Got an additional tip for squeezing performance out of an EqualLogic? Share it in comments! Those of us who use Linux with EqualLogic have to support each other, because again, their Linux-related documentation is largely non-existent.

Update (20080419): Run Away! Run Away!

We just acquired 15 Sun X4150 servers for our datacenter and tried to deploy them as described above. So far it has been an unmitigated disaster, with well over half the servers having crashed at least once while attempting to run a production VM load. We've never seen crashes like this on our Dell gear. Near as I can tell the key components that the Sun's have different from the Dell 1950's we've been using are the RAID controller and the e1000 NICs. The Dell's have e1000s as well, but only two of the four (the oher two are Broadcom). Right now the best theory is that there is a problem somewhere in the interaction between the e1000 driver, open iscsi, and dm-multipath which causes the kernel to panic so bad that it winks out with no warning, no logs, no core. It's as though someone walked up to the box and hit the reset button.
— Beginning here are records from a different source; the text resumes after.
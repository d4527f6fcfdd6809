use std::{
    collections::HashMap,
    path::PathBuf,
    sync::atomic::{AtomicBool, Ordering},
};

use async_trait::async_trait;
use log::{info, warn};
use tokio::sync::Mutex;

use crate::db::Database;

/// Per-session take counter storage, local to one client profile.
///
/// Implementations never surface storage errors: a broken backend degrades to
/// in-memory counts so the recording flow keeps moving.
#[async_trait]
pub trait SessionStore: Send + Sync {
    async fn get(&self, session_id: &str) -> u32;

    async fn set(&self, session_id: &str, takes: u32);

    async fn reset(&self, session_id: &str) {
        self.set(session_id, 0).await;
    }
}

/// Storage key for a session's counter.
pub fn take_key(session_id: &str) -> String {
    if session_id.is_empty() {
        "gtk_take_unknown".to_string()
    } else {
        format!("gtk_take_{session_id}")
    }
}

#[derive(Default)]
pub struct MemoryTakeStore {
    counts: Mutex<HashMap<String, u32>>,
}

impl MemoryTakeStore {
    pub fn new() -> Self {
        Self::default()
    }

    async fn load(&self, key: &str) -> u32 {
        self.counts.lock().await.get(key).copied().unwrap_or(0)
    }

    async fn store(&self, key: String, takes: u32) {
        self.counts.lock().await.insert(key, takes);
    }
}

#[async_trait]
impl SessionStore for MemoryTakeStore {
    async fn get(&self, session_id: &str) -> u32 {
        self.load(&take_key(session_id)).await
    }

    async fn set(&self, session_id: &str, takes: u32) {
        self.store(take_key(session_id), takes).await;
    }
}

/// SQLite-backed store that falls back to memory when the file is unusable.
pub struct LocalTakeStore {
    db: Option<Database>,
    mirror: MemoryTakeStore,
    degraded: AtomicBool,
}

impl LocalTakeStore {
    pub fn open(path: PathBuf) -> Self {
        match Database::new(path.clone()) {
            Ok(db) => Self::with_database(db),
            Err(err) => {
                warn!(
                    "Take store at {} unavailable, keeping counts in memory: {err:#}",
                    path.display()
                );
                Self::memory_only()
            }
        }
    }

    pub fn with_database(db: Database) -> Self {
        Self {
            db: Some(db),
            mirror: MemoryTakeStore::new(),
            degraded: AtomicBool::new(false),
        }
    }

    pub fn memory_only() -> Self {
        Self {
            db: None,
            mirror: MemoryTakeStore::new(),
            degraded: AtomicBool::new(true),
        }
    }

    pub fn is_degraded(&self) -> bool {
        self.degraded.load(Ordering::SeqCst)
    }

    fn active_db(&self) -> Option<&Database> {
        if self.is_degraded() {
            None
        } else {
            self.db.as_ref()
        }
    }

    fn degrade(&self, err: anyhow::Error) {
        if !self.degraded.swap(true, Ordering::SeqCst) {
            warn!("Take store failed, continuing with in-memory counts: {err:#}");
        }
    }
}

#[async_trait]
impl SessionStore for LocalTakeStore {
    async fn get(&self, session_id: &str) -> u32 {
        let key = take_key(session_id);
        if let Some(db) = self.active_db() {
            match db.load_take_count(&key).await {
                Ok(stored) => {
                    let takes = stored.unwrap_or(0);
                    self.mirror.store(key, takes).await;
                    return takes;
                }
                Err(err) => self.degrade(err),
            }
        }
        self.mirror.load(&key).await
    }

    async fn set(&self, session_id: &str, takes: u32) {
        let key = take_key(session_id);
        self.mirror.store(key.clone(), takes).await;
        if let Some(db) = self.active_db() {
            if let Err(err) = db.save_take_count(&key, takes).await {
                self.degrade(err);
            }
        }
    }

    async fn reset(&self, session_id: &str) {
        info!("Resetting take counter for session {session_id}");
        self.set(session_id, 0).await;
    }
}

#[cfg(test)]
mod tests {
    use super::*;

    #[test]
    fn keys_are_namespaced() {
        assert_eq!(take_key("123"), "gtk_take_123");
        assert_eq!(take_key(""), "gtk_take_unknown");
        assert_eq!(take_key("abc "), "gtk_take_abc ");
    }

    #[tokio::test]
    async fn padded_ids_keep_their_own_counter() {
        let store = MemoryTakeStore::new();
        store.set("abc", 2).await;
        assert_eq!(store.get("abc ").await, 0);
        assert_eq!(store.get("abc").await, 2);
    }

    #[tokio::test]
    async fn memory_store_defaults_to_zero_and_resets() {
        let store = MemoryTakeStore::new();
        assert_eq!(store.get("s").await, 0);
        store.set("s", 2).await;
        assert_eq!(store.get("s").await, 2);
        assert_eq!(store.get("other").await, 0);
        store.reset("s").await;
        assert_eq!(store.get("s").await, 0);
    }

    #[tokio::test]
    async fn local_store_survives_reopen() {
        let dir = tempfile::tempdir().unwrap();
        let path = dir.path().join("takes.sqlite3");

        {
            let store = LocalTakeStore::open(path.clone());
            assert!(!store.is_degraded());
            store.set("abc", 2).await;
        }

        let store = LocalTakeStore::open(path);
        assert_eq!(store.get("abc").await, 2);
        store.reset("abc").await;
        assert_eq!(store.get("abc").await, 0);
    }

    #[tokio::test]
    async fn unusable_path_degrades_to_memory() {
        let dir = tempfile::tempdir().unwrap();
        let blocker = dir.path().join("not-a-dir");
        std::fs::write(&blocker, b"file").unwrap();

        let store = LocalTakeStore::open(blocker.join("takes.sqlite3"));
        assert!(store.is_degraded());

        assert_eq!(store.get("abc").await, 0);
        store.set("abc", 1).await;
        assert_eq!(store.get("abc").await, 1);
    }

    #[tokio::test]
    async fn failing_database_after_open_keeps_counting_in_memory() {
        let db = Database::open_in_memory().unwrap();
        let store = LocalTakeStore::with_database(db.clone());
        store.set("abc", 1).await;
        assert_eq!(store.get("abc").await, 1);
        assert!(!store.is_degraded());

        db.execute(|conn| {
            conn.execute_batch("DROP TABLE take_counters")?;
            Ok(())
        })
        .await
        .unwrap();

        store.set("abc", 2).await;
        assert!(store.is_degraded());
        assert_eq!(store.get("abc").await, 2);

        store.set("abc", 3).await;
        assert_eq!(store.get("abc").await, 3);
        store.reset("abc").await;
        assert_eq!(store.get("abc").await, 0);
    }
}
Anyway we've had to retreat to the old Linux bonding path failover method until we get the problem figured out, and will likely delay moving any servers into a dm-multipath configuration until we have a root cause nailed down.
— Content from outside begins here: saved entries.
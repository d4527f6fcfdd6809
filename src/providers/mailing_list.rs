//! Mailing-list side channel used at registration time.
//!
//! Failures here are reported to the caller, which logs and ignores them.

use anyhow::{anyhow, bail, Context, Result};
use async_trait::async_trait;
use log::info;
use md5::{Digest, Md5};
use serde_json::json;

use crate::settings::MailingListSettings;

#[derive(Debug, Clone, PartialEq, Eq)]
pub struct Contact {
    pub email: String,
    pub first_name: String,
    pub role: String,
    pub tag: Option<String>,
}

#[async_trait]
pub trait MailingList: Send + Sync {
    async fn upsert(&self, contact: &Contact) -> Result<()>;
}

/// Stand-in when no credentials are configured; every upsert fails.
pub struct UnconfiguredMailingList;

#[async_trait]
impl MailingList for UnconfiguredMailingList {
    async fn upsert(&self, _contact: &Contact) -> Result<()> {
        Err(anyhow!("mailing list credentials missing or invalid"))
    }
}

pub struct MailchimpClient {
    http: reqwest::Client,
    api_key: String,
    audience_id: String,
    base_url: String,
}

impl MailchimpClient {
    pub fn new(api_key: &str, audience_id: &str) -> Result<Self> {
        let dc = data_center(api_key).ok_or_else(|| anyhow!("API key has no data center suffix"))?;
        if audience_id.trim().is_empty() {
            bail!("audience id is empty");
        }
        Ok(Self {
            http: reqwest::Client::new(),
            api_key: api_key.to_string(),
            audience_id: audience_id.to_string(),
            base_url: format!("https://{dc}.api.mailchimp.com/3.0"),
        })
    }

    pub fn from_settings(settings: &MailingListSettings) -> Result<Self> {
        match (&settings.api_key, &settings.audience_id) {
            (Some(key), Some(audience)) => Self::new(key, audience),
            _ => bail!("MAILCHIMP_API_KEY and MAILCHIMP_AUDIENCE_ID are required"),
        }
    }

    pub fn with_base_url(mut self, base_url: impl Into<String>) -> Self {
        self.base_url = base_url.into();
        self
    }

    fn member_url(&self, email: &str) -> String {
        format!(
            "{}/lists/{}/members/{}",
            self.base_url.trim_end_matches('/'),
            self.audience_id,
            subscriber_hash(email)
        )
    }
}

#[async_trait]
impl MailingList for MailchimpClient {
    async fn upsert(&self, contact: &Contact) -> Result<()> {
        let email = normalize_email(&contact.email);
        let member_url = self.member_url(&email);

        self.http
            .put(&member_url)
            .basic_auth("any", Some(&self.api_key))
            .json(&json!({
                "email_address": email,
                "status_if_new": "subscribed",
                "status": "subscribed",
                "merge_fields": {
                    "FNAME": contact.first_name,
                    "ROLE": contact.role,
                },
            }))
            .send()
            .await
            .context("member upsert request failed")?
            .error_for_status()
            .context("member upsert rejected")?;

        if let Some(tag) = contact.tag.as_deref().filter(|tag| !tag.is_empty()) {
            self.http
                .post(format!("{member_url}/tags"))
                .basic_auth("any", Some(&self.api_key))
                .json(&json!({ "tags": [{ "name": tag, "status": "active" }] }))
                .send()
                .await
                .context("member tag request failed")?
                .error_for_status()
                .context("member tag rejected")?;
        }

        info!("Mailing list contact upserted");
        Ok(())
    }
}

/// Data center suffix of a `key-dc` API key.
pub fn data_center(api_key: &str) -> Option<&str> {
    let mut parts = api_key.split('-');
    match (parts.next(), parts.next(), parts.next()) {
        (Some(key), Some(dc), None) if !key.is_empty() && !dc.is_empty() => Some(dc),
        _ => None,
    }
}

pub fn normalize_email(email: &str) -> String {
    email.trim().to_lowercase()
}

/// Lowercase hex MD5 of the normalized address, as the member id.
pub fn subscriber_hash(email: &str) -> String {
    hex::encode(Md5::digest(normalize_email(email).as_bytes()))
}

#[cfg(test)]
mod tests {
    use super::*;

    #[test]
    fn parses_data_center_suffix() {
        assert_eq!(data_center("abc123-us21"), Some("us21"));
        assert_eq!(data_center("abc123"), None);
        assert_eq!(data_center("a-b-c"), None);
        assert_eq!(data_center("abc-"), None);
        assert_eq!(data_center(""), None);
    }

    #[test]
    fn subscriber_hash_ignores_case_and_whitespace() {
        let hash = subscriber_hash(" Ada@Example.COM ");
        assert_eq!(hash, subscriber_hash("ada@example.com"));
        assert_eq!(hash.len(), 32);
        assert!(hash.chars().all(|c| c.is_ascii_hexdigit() && !c.is_ascii_uppercase()));
    }

    #[test]
    fn member_url_uses_audience_and_hash() {
        let client = MailchimpClient::new("key-us5", "aud1").unwrap();
        let url = client.member_url("ada@example.com");
        assert!(url.starts_with("https://us5.api.mailchimp.com/3.0/lists/aud1/members/"));
        assert!(url.ends_with(&subscriber_hash("ada@example.com")));
    }

    #[test]
    fn settings_without_credentials_are_rejected() {
        let settings = MailingListSettings::default();
        assert!(MailchimpClient::from_settings(&settings).is_err());
        assert!(MailchimpClient::new("nodc", "aud").is_err());
        assert!(MailchimpClient::new("key-us1", " ").is_err());
    }

    #[tokio::test]
    async fn unconfigured_list_always_fails() {
        let contact = Contact {
            email: "a@b.c".into(),
            first_name: "A".into(),
            role: String::new(),
            tag: None,
        };
        assert!(UnconfiguredMailingList.upsert(&contact).await.is_err());
    }
}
Further Update: It's been an interesting few weeks. 1U servers can be a lot like Formula 1 cars, I guess; if you don't drive them hard enough the tires cool down and you crash. The apps we were running were highly I/O intensive, heating up the RAID card and the NIC in the server, but not CPU intensive, and since the CPU temperature controls the speed of the chassis fans, it seems that we were overheating our PCI cards while the CPUs stayed nice and cool. Knowing this we've developed some workarounds to keep things cooler, so my guess is we could re-impliment multipath as described above and wouldn't see much problem.

On the other hand, we've also learned that EqualLogic iSCSI arrays have a maximum number of connections in the ~500 range, and we were in danger of running out of available connections. Since each LUN presented by an iSCSI array takes a session, and multipath requires two sessions, that means a server with 5 LUNs exposed over multipath will take up 10 connections. We'll keep multipath in reserve as a point solution if we find we need higher I/O for a specific purpose.